> Task directions:
Each entry has to be copied exactly, with nothing missed.

> Input records:
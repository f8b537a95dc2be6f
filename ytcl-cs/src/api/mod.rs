//! HTTP API handlers for ytcl-cs

pub mod auth;
pub mod candidates;
pub mod classification;
pub mod health;
pub mod votes;

pub use auth::auth_middleware;
pub use candidates::next_candidate;
pub use classification::{get_classification, list_flagged_channels};
pub use health::health_routes;
pub use votes::submit_vote;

> Solved problem:
repository f8b537a95dc2be6f
filename ytcl-cs/src/api/mod.rs
//! HTTP API handlers for ytcl-cs

pub mod auth;
pub mod candidates;
pub mod classification;
pub mod health;
pub mod votes;

pub use auth::auth_middleware;
pub use candidates::next_candidate;
pub use classification::{get_classification, list_flagged_channels};
pub use health::health_routes;
pub use votes::submit_vote;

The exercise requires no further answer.